__TASK DESCRIPTION__: Write out each line of the entries exactly, starting at the first and finishing with the line that contains "use url::Url;".

____ GIVEN ENTRIES

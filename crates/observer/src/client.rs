use alloy_primitives::{Address, B256, U256, U64};
use async_trait::async_trait;
use blockscope_fees::FeeTerms;
use serde::de::DeserializeOwned;
use serde::Deserialize;
use serde_json::{json, Value};
use thiserror::Error;
use tracing::warn;
use url::Url;

/// A transaction as observed in the pending pool or a block body.
#[derive(Debug, Clone, PartialEq, Eq)]
pub struct PendingTransaction {
    /// Transaction hash.
    pub hash: B256,
    /// Submitting account.
    pub from: Address,
    /// Offered fee terms.
    pub fee_terms: FeeTerms,
    /// Gas limit the submitter committed to.
    pub gas_limit: u64,
}

/// A block body with the fields the correlator needs.
#[derive(Debug, Clone)]
pub struct BlockData {
    /// Block height.
    pub number: u64,
    /// Protocol base fee per gas, wei. Zero on pre-1559 chains.
    pub base_fee_per_gas: u128,
    /// Full transaction objects included in the block.
    pub transactions: Vec<PendingTransaction>,
}

/// The slice of a transaction receipt the fee calculator consumes.
#[derive(Debug, Clone, Copy)]
pub struct TransactionReceipt {
    /// Gas actually consumed by the transaction.
    pub gas_used: u64,
}

/// A single endpoint/network failure. Always transient from the pool's
/// point of view; escalation happens in [`crate::pool`].
#[derive(Debug, Error)]
pub enum TransportError {
    /// The HTTP request itself failed or returned a bad status.
    #[error("http transport failure: {0}")]
    Http(#[from] reqwest::Error),
    /// The node answered with a JSON-RPC error object.
    #[error("rpc error {code}: {message}")]
    Rpc {
        /// JSON-RPC error code.
        code: i64,
        /// JSON-RPC error message.
        message: String,
    },
    /// The node returned a null/absent result for a call that needs one.
    #[error("rpc response carried no result")]
    MissingResult,
}

/// Opaque node capability consumed by the pipeline. Every call may fail
/// with a transient [`TransportError`]; no other contract is assumed.
#[async_trait]
pub trait NodeClient: Send + Sync + std::fmt::Debug {
    /// Transactions currently pending in the node's view of the mempool.
    async fn pending_transactions(&self) -> Result<Vec<PendingTransaction>, TransportError>;

    /// Full block at the given height.
    async fn block_by_number(&self, number: u64) -> Result<BlockData, TransportError>;

    /// Receipt of a confirmed transaction.
    async fn transaction_receipt(&self, hash: B256)
        -> Result<TransactionReceipt, TransportError>;

    /// Current chain height.
    async fn block_number(&self) -> Result<u64, TransportError>;

    /// Endpoint label used as the observation source in logs and records.
    fn endpoint(&self) -> &str;
}

#[derive(Debug, Deserialize)]
struct RpcError {
    code: i64,
    message: String,
}

#[derive(Debug, Deserialize)]
#[serde(bound(deserialize = "T: Deserialize<'de>"))]
struct RpcResponse<T> {
    #[serde(default)]
    result: Option<T>,
    #[serde(default)]
    error: Option<RpcError>,
}

#[derive(Debug, Deserialize)]
#[serde(rename_all = "camelCase")]
struct RpcTransaction {
    hash: B256,
    #[serde(default)]
    from: Option<Address>,
    gas: U256,
    #[serde(default)]
    gas_price: Option<U256>,
    #[serde(default)]
    max_fee_per_gas: Option<U256>,
    #[serde(default)]
    max_priority_fee_per_gas: Option<U256>,
}

impl RpcTransaction {
    /// Lift the wire shape into the domain type. Transactions carrying
    /// neither a gas price nor a fee cap are malformed and dropped here.
    fn into_pending(self, endpoint: &str) -> Option<PendingTransaction> {
        let fee_terms = match (self.max_fee_per_gas, self.gas_price) {
            (Some(max_fee), _) => FeeTerms::Eip1559 {
                max_fee_per_gas: max_fee.saturating_to(),
                max_priority_fee_per_gas: self
                    .max_priority_fee_per_gas
                    .unwrap_or_default()
                    .saturating_to(),
            },
            (None, Some(gas_price)) => FeeTerms::Legacy {
                gas_price: gas_price.saturating_to(),
            },
            (None, None) => {
                warn!(tx = %self.hash, endpoint, "transaction without fee terms, dropping");
                return None;
            }
        };
        Some(PendingTransaction {
            hash: self.hash,
            from: self.from.unwrap_or_default(),
            fee_terms,
            gas_limit: self.gas.saturating_to(),
        })
    }
}

#[derive(Debug, Deserialize)]
#[serde(rename_all = "camelCase")]
struct RpcBlock {
    #[serde(default)]
    number: Option<U64>,
    #[serde(default)]
    base_fee_per_gas: Option<U256>,
    #[serde(default)]
    transactions: Vec<RpcTransaction>,
}

#[derive(Debug, Deserialize)]
#[serde(rename_all = "camelCase")]
struct RpcReceipt {
    gas_used: U256,
}

/// JSON-RPC 2.0 client over HTTP for a single node endpoint.
#[derive(Debug, Clone)]
pub struct HttpNodeClient {
    http: reqwest::Client,
    url: Url,
    endpoint: String,
}

impl HttpNodeClient {
    /// Build a client for one endpoint URL.
    pub fn new(url: Url) -> Self {
        let endpoint = url.to_string();
        Self {
            http: reqwest::Client::new(),
            url,
            endpoint,
        }
    }

    async fn request<T: DeserializeOwned>(
        &self,
        method: &str,
        params: Value,
    ) -> Result<T, TransportError> {
        let body = json!({
            "jsonrpc": "2.0",
            "id": 1,
            "method": method,
            "params": params,
        });
        let response: RpcResponse<T> = self
            .http
            .post(self.url.clone())
            .json(&body)
            .send()
            .await?
            .error_for_status()?
            .json()
            .await?;
        if let Some(err) = response.error {
            return Err(TransportError::Rpc {
                code: err.code,
                message: err.message,
            });
        }
        response.result.ok_or(TransportError::MissingResult)
    }

    fn block_from_rpc(&self, block: RpcBlock, fallback_number: u64) -> BlockData {
        BlockData {
            number: block
                .number
                .map_or(fallback_number, |n| n.saturating_to()),
            base_fee_per_gas: block.base_fee_per_gas.unwrap_or_default().saturating_to(),
            transactions: block
                .transactions
                .into_iter()
                .filter_map(|tx| tx.into_pending(&self.endpoint))
                .collect(),
        }
    }
}

#[async_trait]
impl NodeClient for HttpNodeClient {
    async fn pending_transactions(&self) -> Result<Vec<PendingTransaction>, TransportError> {
        let block: RpcBlock = self
            .request("eth_getBlockByNumber", json!(["pending", true]))
            .await?;
        Ok(block
            .transactions
            .into_iter()
            .filter_map(|tx| tx.into_pending(&self.endpoint))
            .collect())
    }

    async fn block_by_number(&self, number: u64) -> Result<BlockData, TransportError> {
        let block: RpcBlock = self
            .request(
                "eth_getBlockByNumber",
                json!([format!("0x{number:x}"), true]),
            )
            .await?;
        Ok(self.block_from_rpc(block, number))
    }

    async fn transaction_receipt(
        &self,
        hash: B256,
    ) -> Result<TransactionReceipt, TransportError> {
        let receipt: RpcReceipt = self
            .request("eth_getTransactionReceipt", json!([hash]))
            .await?;
        Ok(TransactionReceipt {
            gas_used: receipt.gas_used.saturating_to(),
        })
    }

    async fn block_number(&self) -> Result<u64, TransportError> {
        let height: U64 = self.request("eth_blockNumber", json!([])).await?;
        Ok(height.saturating_to())
    }

    fn endpoint(&self) -> &str {
        &self.endpoint
    }
}

#[cfg(test)]
mod tests {
    use super::*;

    #[test]
    fn rpc_transaction_prefers_1559_terms() {
        let raw: RpcTransaction = serde_json::from_value(json!({
            "hash": "0x00000000000000000000000000000000000000000000000000000000000000aa",
            "from": "0x0000000000000000000000000000000000000001",
            "gas": "0x5208",
            "gasPrice": "0xf",
            "maxFeePerGas": "0x14",
            "maxPriorityFeePerGas": "0x3",
        }))
        .unwrap();
        let tx = raw.into_pending("test").unwrap();
        assert_eq!(
            tx.fee_terms,
            FeeTerms::Eip1559 {
                max_fee_per_gas: 20,
                max_priority_fee_per_gas: 3,
            }
        );
        assert_eq!(tx.gas_limit, 21_000);
    }

    #[test]
    fn rpc_transaction_falls_back_to_legacy() {
        let raw: RpcTransaction = serde_json::from_value(json!({
            "hash": "0x00000000000000000000000000000000000000000000000000000000000000bb",
            "gas": "0x1f4",
            "gasPrice": "0x5",
        }))
        .unwrap();
        let tx = raw.into_pending("test").unwrap();
        assert_eq!(tx.fee_terms, FeeTerms::Legacy { gas_price: 5 });
    }

    #[test]
    fn rpc_transaction_without_terms_is_dropped() {
        let raw: RpcTransaction = serde_json::from_value(json!({
            "hash": "0x00000000000000000000000000000000000000000000000000000000000000cc",
            "gas": "0x1f4",
        }))
        .unwrap();
        assert!(raw.into_pending("test").is_none());
    }
}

________

__TASK ANSWER__:
filename crates/observer/src/client.rs
use alloy_primitives::{Address, B256, U256, U64};
use async_trait::async_trait;
use blockscope_fees::FeeTerms;
use serde::de::DeserializeOwned;
use serde::Deserialize;
use serde_json::{json, Value};
use thiserror::Error;
use tracing::warn;
use url::Url;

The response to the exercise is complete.